I was never what you'd call a proper spy, though I did work in that gray building during the years when the world held its breath. My job was simply to notice things—how many cups of tea the ambassador drank, which way the wind carried smoke from embassy chimneys. Small observations that, stitched together, became something larger.
Now, my observations are of a different sort. I watch the fox, whom I've called Silas, teach her kit to hunt. I observe how my cat, a judgmental ginger named Mrs. Higgins, sits at the window with perfect stillness, as if she too were trained in surveillance. They have an understanding, fox and cat. A professional courtesy.
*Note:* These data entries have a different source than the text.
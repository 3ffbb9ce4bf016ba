//! Retry and backoff policy for remote repository calls.
//!
//! This module encapsulates error classification (transport failures,
//! throttling, server errors versus authentication and missing resources)
//! and linear/exponential backoff so every GitHub operation shares one policy.

mod classify;
mod policy;
mod run;

pub use classify::{
    classify_curl_error, classify_http_status, classify_message, Classify,
};
pub use policy::{calculate_delay, Backoff, ErrorKind, RetryDecision, RetryObserver, RetryPolicy};
pub use run::with_retry;
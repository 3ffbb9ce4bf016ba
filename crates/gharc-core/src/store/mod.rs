//! Remote repository store.
//!
//! The archive service talks to the repository only through [`RepoStore`]:
//! read a path (file or directory), create or update a file, delete a file.
//! [`GitHubStore`] implements it over the GitHub contents API;
//! [`MemoryStore`] keeps everything in process for tests.

mod github;
mod memory;

pub use github::{GitHubStore, DEFAULT_API_BASE};
pub use memory::MemoryStore;

use async_trait::async_trait;
use base64::engine::general_purpose::STANDARD;
use base64::Engine;

use crate::error::StoreError;

/// Kind of a directory-listing entry.
#[derive(Debug, Clone, Copy, PartialEq, Eq)]
pub enum EntryKind {
    File,
    Dir,
    /// Symlinks, submodules, and anything newer the API may report.
    Other,
}

/// One entry of a directory listing.
#[derive(Debug, Clone, PartialEq, Eq)]
pub struct DirEntry {
    pub name: String,
    pub path: String,
    pub kind: EntryKind,
}

/// A file as stored in the repository, with the revision needed to change it.
#[derive(Debug, Clone, PartialEq, Eq)]
pub struct StoredFile {
    pub path: String,
    pub revision_id: String,
    pub bytes: Vec<u8>,
}

/// Result of reading a path: either a file or a directory listing.
#[derive(Debug, Clone, PartialEq, Eq)]
pub enum Content {
    File(StoredFile),
    Directory(Vec<DirEntry>),
}

/// Revision of a file that already exists at a path.
#[derive(Debug, Clone, PartialEq, Eq)]
pub struct ExistingRevision {
    pub revision_id: String,
}

/// Outcome of a successful write.
#[derive(Debug, Clone, PartialEq, Eq)]
pub struct WriteOutcome {
    /// Web URL of the written file, when the backend knows it.
    pub html_url: Option<String>,
    pub revision_id: String,
}

/// File content encoded for transfer (standard base64, no line breaks).
#[derive(Debug, Clone, PartialEq, Eq)]
pub struct EncodedContent(String);

impl EncodedContent {
    pub fn encode(bytes: &[u8]) -> Self {
        EncodedContent(STANDARD.encode(bytes))
    }

    pub fn as_str(&self) -> &str {
        &self.0
    }

    pub fn decode(&self) -> Result<Vec<u8>, StoreError> {
        decode_base64(&self.0)
    }
}

/// Decodes base64 that may be wrapped across lines, as the contents API returns it.
pub(crate) fn decode_base64(text: &str) -> Result<Vec<u8>, StoreError> {
    let compact: String = text.split_whitespace().collect();
    Ok(STANDARD.decode(compact)?)
}

#[async_trait]
pub trait RepoStore: Send + Sync {
    /// Reads `path` on the store's branch.
    async fn get_content(&self, path: &str) -> Result<Content, StoreError>;

    /// Creates `path`, or replaces it when `revision_id` names its current revision.
    async fn create_or_update(
        &self,
        path: &str,
        content: &EncodedContent,
        message: &str,
        revision_id: Option<&str>,
    ) -> Result<WriteOutcome, StoreError>;

    async fn delete_file(
        &self,
        path: &str,
        message: &str,
        revision_id: &str,
    ) -> Result<(), StoreError>;

    /// Current revision of the file at `path`, or `None` if nothing is there.
    ///
    /// Only a 404 means "absent"; every other failure is returned.
    async fn lookup_revision(&self, path: &str) -> Result<Option<ExistingRevision>, StoreError> {
        match self.get_content(path).await {
            Ok(Content::File(file)) => Ok(Some(ExistingRevision {
                revision_id: file.revision_id,
            })),
            Ok(Content::Directory(_)) => Err(StoreError::InvalidPath(format!(
                "{} is a directory",
                path
            ))),
            Err(e) if e.is_not_found() => Ok(None),
            Err(e) => Err(e),
        }
    }
}

#[cfg(test)]
mod tests {
    use super::*;

    #[test]
    fn encoded_content_roundtrip_and_wrapped_input() {
        let enc = EncodedContent::encode(b"hello archive");
        assert_eq!(enc.as_str(), "aGVsbG8gYXJjaGl2ZQ==");
        assert_eq!(enc.decode().unwrap(), b"hello archive");
        assert_eq!(
            decode_base64("aGVsbG8g\nYXJjaGl2\nZQ==\n").unwrap(),
            b"hello archive"
        );
        assert!(decode_base64("not base64!").is_err());
    }
}
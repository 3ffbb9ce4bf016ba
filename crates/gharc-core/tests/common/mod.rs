pub mod github_server;
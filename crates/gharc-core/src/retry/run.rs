//! Retry loop: run an async operation until success or the policy says stop.

use std::fmt;
use std::future::Future;

use super::classify::Classify;
use super::policy::{RetryDecision, RetryPolicy};

/// Runs `operation` until it succeeds or the retry policy says to stop.
///
/// On a retryable failure the policy's observer is notified, then the task
/// sleeps for the backoff duration and tries again. The final error is
/// returned exactly as the operation produced it.
pub async fn with_retry<T, E, F, Fut>(policy: &RetryPolicy, mut operation: F) -> Result<T, E>
where
    F: FnMut() -> Fut,
    Fut: Future<Output = Result<T, E>>,
    E: Classify + fmt::Display,
{
    let mut attempt = 1u32;
    loop {
        match operation().await {
            Ok(value) => return Ok(value),
            Err(e) => {
                let kind = e.classify();
                match policy.decide(attempt, kind) {
                    RetryDecision::NoRetry => {
                        tracing::debug!(attempt, ?kind, "giving up: {}", e);
                        return Err(e);
                    }
                    RetryDecision::RetryAfter(delay) => {
                        tracing::warn!(
                            attempt,
                            max_attempts = policy.max_attempts,
                            ?kind,
                            delay_ms = delay.as_millis() as u64,
                            "retrying after error: {}",
                            e
                        );
                        if let Some(observer) = &policy.on_retry {
                            observer(attempt, kind, &e);
                        }
                        tokio::time::sleep(delay).await;
                        attempt += 1;
                    }
                }
            }
        }
    }
}
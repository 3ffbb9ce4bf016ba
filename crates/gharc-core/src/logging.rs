//! Logging init: `~/.local/state/gharc/gharc.log`, or stderr when that fails.
//!
//! `RUST_LOG` overrides [`DEFAULT_FILTER`].

use anyhow::Result;
use std::fs;
use std::io;
use std::path::PathBuf;
use tracing_subscriber::fmt::writer::BoxMakeWriter;
use tracing_subscriber::fmt::MakeWriter;
use tracing_subscriber::EnvFilter;

/// Filter used when `RUST_LOG` is unset or invalid.
pub const DEFAULT_FILTER: &str = "info,gharc=debug";

const LOG_FILE: &str = "gharc.log";

/// Log sink for one event: the shared file, or stderr if the handle could not
/// be duplicated.
enum LogSink {
    File(fs::File),
    Stderr,
}

impl io::Write for LogSink {
    fn write(&mut self, buf: &[u8]) -> io::Result<usize> {
        match self {
            LogSink::File(f) => f.write(buf),
            LogSink::Stderr => io::stderr().lock().write(buf),
        }
    }

    fn flush(&mut self) -> io::Result<()> {
        match self {
            LogSink::File(f) => f.flush(),
            LogSink::Stderr => io::stderr().lock().flush(),
        }
    }
}

struct AppendFile(fs::File);

impl<'a> MakeWriter<'a> for AppendFile {
    type Writer = LogSink;

    fn make_writer(&'a self) -> Self::Writer {
        self.0
            .try_clone()
            .map(LogSink::File)
            .unwrap_or(LogSink::Stderr)
    }
}

fn env_filter() -> EnvFilter {
    EnvFilter::try_from_default_env().unwrap_or_else(|_| EnvFilter::new(DEFAULT_FILTER))
}

/// Where [`init_logging`] writes, creating the state directory if needed.
pub fn log_file_path() -> Result<PathBuf> {
    let xdg_dirs = xdg::BaseDirectories::with_prefix("gharc")?;
    Ok(xdg_dirs.place_state_file(LOG_FILE)?)
}

/// Initialize structured logging to the state-dir log file.
/// Returns Err (e.g. unwritable state dir) so the caller can fall back to stderr.
pub fn init_logging() -> Result<()> {
    let path = log_file_path()?;
    let file = fs::OpenOptions::new().create(true).append(true).open(&path)?;

    tracing_subscriber::fmt()
        .with_env_filter(env_filter())
        .with_writer(BoxMakeWriter::new(AppendFile(file)))
        .with_ansi(false)
        .try_init()
        .map_err(|e| anyhow::anyhow!("installing subscriber: {}", e))?;

    tracing::info!(version = env!("CARGO_PKG_VERSION"), "gharc logging to {}", path.display());
    Ok(())
}

/// Initialize logging to stderr only. Used when [`init_logging`] fails so the CLI keeps working.
pub fn init_logging_stderr() {
    let _ = tracing_subscriber::fmt()
        .with_env_filter(env_filter())
        .with_writer(io::stderr)
        .with_ansi(false)
        .try_init();
}
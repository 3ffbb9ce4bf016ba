//! CLI parse tests.

use super::{Cli, CliCommand};
use clap::Parser;

pub(super) fn parse(args: &[&str]) -> CliCommand {
    let cli = Cli::try_parse_from(args).unwrap();
    cli.command
}

pub(super) fn parse_full(args: &[&str]) -> Cli {
    Cli::try_parse_from(args).unwrap()
}
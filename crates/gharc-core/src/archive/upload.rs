//! File uploads: single files and concurrent batches.

use chrono::Utc;
use futures::future::join_all;
use std::sync::Mutex;

use super::ArchiveService;
use crate::codec::FileLink;
use crate::error::StoreError;
use crate::layout::{self, MediaKind};
use crate::store::EncodedContent;

/// A file picked for upload and its progress through [`ArchiveService::upload_batch`].
#[derive(Debug, Clone, PartialEq, Eq)]
pub struct UploadTask {
    pub display_name: String,
    pub mime: String,
    pub bytes: Vec<u8>,
    /// 0..=100.
    pub progress: u8,
    /// Set once the file is stored.
    pub stored_path: Option<String>,
    /// Set when the last attempt failed.
    pub error_message: Option<String>,
}

impl UploadTask {
    pub fn new(display_name: impl Into<String>, mime: impl Into<String>, bytes: Vec<u8>) -> Self {
        Self {
            display_name: display_name.into(),
            mime: mime.into(),
            bytes,
            progress: 0,
            stored_path: None,
            error_message: None,
        }
    }

    /// Task whose MIME type is sniffed from the content, or guessed from the
    /// name when the content is not recognized.
    pub fn from_bytes(display_name: impl Into<String>, bytes: Vec<u8>) -> Self {
        let display_name = display_name.into();
        let mime = layout::detect_mime(&display_name, &bytes);
        Self::new(display_name, mime, bytes)
    }

    pub fn kind(&self) -> MediaKind {
        MediaKind::from_mime(&self.mime)
    }

    /// Link for the archive document, once uploaded.
    pub fn file_link(&self) -> Option<FileLink> {
        self.stored_path.as_ref().map(|path| FileLink {
            display_name: self.display_name.clone(),
            stored_path: path.clone(),
            kind: self.kind(),
        })
    }
}

impl ArchiveService {
    /// Stores one file under its kind subdirectory with a fresh unique name.
    ///
    /// `on_progress` sees 10, 50, 70, 90 and 100 as the upload advances, each
    /// at most once. The existence lookup and the write are retried together,
    /// so a write whose response was lost is retried against the revision it
    /// left behind.
    pub async fn upload_file<P>(
        &self,
        display_name: &str,
        mime: &str,
        bytes: &[u8],
        on_progress: P,
    ) -> Result<FileLink, StoreError>
    where
        P: FnMut(u8),
    {
        let progress = Mutex::new((0u8, on_progress));
        let report = |value: u8| {
            if let Ok(mut guard) = progress.lock() {
                let (last, callback) = &mut *guard;
                if value > *last {
                    *last = value;
                    callback(value);
                }
            }
        };

        report(10);
        let kind = MediaKind::from_mime(mime);
        let path = layout::upload_path(kind, &layout::unique_file_name(display_name, Utc::now()));
        let content = EncodedContent::encode(bytes);
        report(50);

        let store = &self.store;
        let message = format!("Add file: {}", display_name);
        let (p, c, m, report) = (path.as_str(), &content, message.as_str(), &report);
        self.call(move || async move {
            let existing = store.lookup_revision(p).await?;
            if existing.is_some() {
                tracing::debug!(path = p, "upload path already exists; replacing it");
            }
            report(70);
            let rev = existing.as_ref().map(|e| e.revision_id.as_str());
            store.create_or_update(p, c, m, rev).await
        })
        .await?;
        report(90);

        tracing::info!(path = %path, bytes = bytes.len(), mime, "uploaded file");
        report(100);
        Ok(FileLink {
            display_name: display_name.to_string(),
            stored_path: path,
            kind,
        })
    }

    /// Uploads every pending task concurrently; returns how many succeeded.
    ///
    /// Tasks that already carry a `stored_path` are left alone, so a batch can
    /// be re-run to retry only the failures.
    pub async fn upload_batch(&self, tasks: &mut [UploadTask]) -> usize {
        let uploads = tasks
            .iter_mut()
            .filter(|task| task.stored_path.is_none())
            .map(|task| async move {
                task.error_message = None;
                task.progress = 0;
                let result = self
                    .upload_file(&task.display_name, &task.mime, &task.bytes, |p| {
                        task.progress = p
                    })
                    .await;
                match result {
                    Ok(link) => {
                        task.stored_path = Some(link.stored_path);
                        true
                    }
                    Err(e) => {
                        tracing::warn!(file = %task.display_name, error = %e, "upload failed");
                        task.error_message = Some(e.to_string());
                        false
                    }
                }
            });
        join_all(uploads).await.into_iter().filter(|ok| *ok).count()
    }
}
The spinach came from my father's garden. He saved seeds through the war, through rationing, through the long gray years after my mother died. 'Life grows back,' he'd say, pressing those tiny hard seeds into my palm. I plant them every season now, wondering what he'd make of the fox who helps herself to the tender shoots.
Lightning struck the oak tree in our garden the summer before Arthur passed. He stood at the window, leaning on his cane, watching the brilliant fork split the sky. 'Remember how we met?' he asked, as if the storm had loosened something in him. 'The blackout. You were that girl who delivered the messages.' He smiled, his face etched with the grace of someone who has learned that the strongest lightning doesn't always make the loudest thunder.
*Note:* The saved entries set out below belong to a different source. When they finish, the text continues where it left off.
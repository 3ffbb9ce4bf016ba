//! `gharc delete <path>` – delete an archive document.

use anyhow::Result;
use gharc_core::ArchiveService;

use super::prompt;

pub async fn run_delete(service: &ArchiveService, path: &str, yes: bool) -> Result<()> {
    if !yes && !prompt::is_yes(&prompt::read_line(&format!("Delete {}? [y/N] ", path))?) {
        println!("Aborted.");
        return Ok(());
    }
    service.delete_archive(path).await?;
    println!("Deleted {}", path);
    Ok(())
}
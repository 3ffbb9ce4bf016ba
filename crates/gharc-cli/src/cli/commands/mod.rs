//! CLI command handlers, one file per subcommand.

mod completions;
mod delete;
mod edit;
mod list;
mod login;
mod prompt;
mod show;
mod upload;

pub use completions::run_completions;
pub use delete::run_delete;
pub use edit::run_edit;
pub use list::run_list;
pub use login::run_login;
pub use show::run_show;
pub use upload::run_upload;
pub mod config;
pub mod credential;
pub mod logging;

pub mod archive;
pub mod codec;
pub mod error;
pub mod layout;
pub mod monitor;
pub mod retry;
pub mod store;

pub use archive::{ArchiveEntry, ArchiveService, CreatedArchive, EditableArchive, UploadTask};
pub use codec::{FileLink, RepoCoords};
pub use error::StoreError;
//! Error type for repository store and archive operations.

use thiserror::Error;

/// Failure of a remote repository call or of an archive transform.
///
/// Status-coded variants are produced from HTTP responses so the retry layer
/// can classify them without re-parsing messages.
#[derive(Debug, Error)]
pub enum StoreError {
    /// HTTP 401: the token is missing, expired, or lacks scope. Never retried.
    #[error("authentication failed: {0}")]
    Authentication(String),

    /// HTTP 404: the path (or the repository) does not exist. Never retried.
    #[error("not found: {0}")]
    NotFound(String),

    /// HTTP 403 or 429: rate limited or temporarily forbidden.
    #[error("rate limited (HTTP {status}): {message}")]
    RateLimited { status: u16, message: String },

    /// HTTP 408. Transport timeouts arrive as [`StoreError::Transport`].
    #[error("request timed out: {0}")]
    Timeout(String),

    /// HTTP 5xx.
    #[error("server error (HTTP {status}): {message}")]
    Server { status: u16, message: String },

    /// Any other non-2xx status.
    #[error("GitHub API error (HTTP {status}): {message}")]
    Api { status: u16, message: String },

    /// Connection-level failure before a status code was received.
    #[error("network error: {0}")]
    Transport(#[from] curl::Error),

    /// An archive document lacks a structural marker it must have.
    #[error("corrupt archive document {path}: {reason}")]
    CorruptArchive { path: String, reason: String },

    /// The path names a directory (or otherwise not a file) where a file was required.
    #[error("invalid archive path: {0}")]
    InvalidPath(String),

    /// Caller-supplied data was rejected before any remote call.
    #[error("invalid input: {0}")]
    InvalidInput(String),

    /// Response body could not be decoded (JSON, base64, or UTF-8).
    #[error("could not decode response: {0}")]
    Decode(String),

    /// Local I/O, e.g. a blocking task that failed to join.
    #[error("io: {0}")]
    Io(#[from] std::io::Error),
}

impl StoreError {
    /// Builds the variant matching an HTTP status code.
    pub fn from_status(status: u16, message: impl Into<String>) -> Self {
        let message = message.into();
        match status {
            401 => StoreError::Authentication(message),
            404 => StoreError::NotFound(message),
            403 | 429 => StoreError::RateLimited { status, message },
            408 => StoreError::Timeout(message),
            500..=599 => StoreError::Server { status, message },
            _ => StoreError::Api { status, message },
        }
    }

    /// HTTP status carried by this error, if it came from a response.
    pub fn status(&self) -> Option<u16> {
        match self {
            StoreError::Authentication(_) => Some(401),
            StoreError::NotFound(_) => Some(404),
            StoreError::RateLimited { status, .. }
            | StoreError::Server { status, .. }
            | StoreError::Api { status, .. } => Some(*status),
            StoreError::Timeout(_) => Some(408),
            StoreError::Transport(_)
            | StoreError::CorruptArchive { .. }
            | StoreError::InvalidPath(_)
            | StoreError::InvalidInput(_)
            | StoreError::Decode(_)
            | StoreError::Io(_) => None,
        }
    }

    pub fn is_not_found(&self) -> bool {
        matches!(self, StoreError::NotFound(_))
    }
}

impl From<serde_json::Error> for StoreError {
    fn from(e: serde_json::Error) -> Self {
        StoreError::Decode(e.to_string())
    }
}

impl From<base64::DecodeError> for StoreError {
    fn from(e: base64::DecodeError) -> Self {
        StoreError::Decode(e.to_string())
    }
}

impl From<std::string::FromUtf8Error> for StoreError {
    fn from(e: std::string::FromUtf8Error) -> Self {
        StoreError::Decode(e.to_string())
    }
}
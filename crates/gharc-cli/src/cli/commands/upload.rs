//! `gharc upload <files>... --title <title>` – upload files and create an archive.

use anyhow::{Context, Result};
use gharc_core::{ArchiveService, UploadTask};
use std::path::{Path, PathBuf};

/// Name shown in the archive: the file name, or the whole path if it has none.
fn display_name(path: &Path) -> String {
    path.file_name()
        .map(|n| n.to_string_lossy().into_owned())
        .unwrap_or_else(|| path.display().to_string())
}

pub async fn run_upload(
    service: &ArchiveService,
    files: &[PathBuf],
    title: &str,
    description: &str,
) -> Result<()> {
    if title.trim().is_empty() {
        anyhow::bail!("archive title must not be empty");
    }

    let mut tasks = Vec::with_capacity(files.len());
    for path in files {
        let bytes = tokio::fs::read(path)
            .await
            .with_context(|| format!("reading {}", path.display()))?;
        tasks.push(UploadTask::from_bytes(display_name(path), bytes));
    }

    let uploaded = service.upload_batch(&mut tasks).await;
    for task in &tasks {
        match (&task.stored_path, &task.error_message) {
            (Some(stored), _) => println!("  ok    {} -> {}", task.display_name, stored),
            (None, Some(err)) => println!("  FAIL  {}: {}", task.display_name, err),
            (None, None) => println!("  ??    {}", task.display_name),
        }
    }
    if uploaded == 0 {
        anyhow::bail!("no file was uploaded; archive not created");
    }
    if uploaded < tasks.len() {
        tracing::warn!(
            uploaded,
            total = tasks.len(),
            "creating archive without the failed files"
        );
    }

    let created = service
        .create_archive_from_tasks(title, description, &tasks)
        .await?;
    println!("Created archive {}", created.path);
    println!("{}", created.url);
    Ok(())
}
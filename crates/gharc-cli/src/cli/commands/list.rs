//! `gharc list` – list archives, newest first.

use anyhow::Result;
use gharc_core::ArchiveService;

pub async fn run_list(service: &ArchiveService) -> Result<()> {
    let archives = service.list_archives().await?;
    if archives.is_empty() {
        println!("No archives yet.");
        return Ok(());
    }
    println!("{:<28} {}", "NAME", "PATH");
    for a in archives {
        println!("{:<28} {}", a.name, a.path);
    }
    Ok(())
}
The fox catches my eye across the spinach rows, her amber gaze knowing. Some truths need no secrets. Love, loss, the weight of years—they simply are, as plain as fox tracks in fresh snow. I pick a handful of spinach, thinking of my father's hands, of Arthur's voice, of all the small moments that flash like lightning through a long life, brilliant and unrepeatable.
Tomorrow I'll leave extra spinach near the fence. Call it professional courtesy from one observer to another.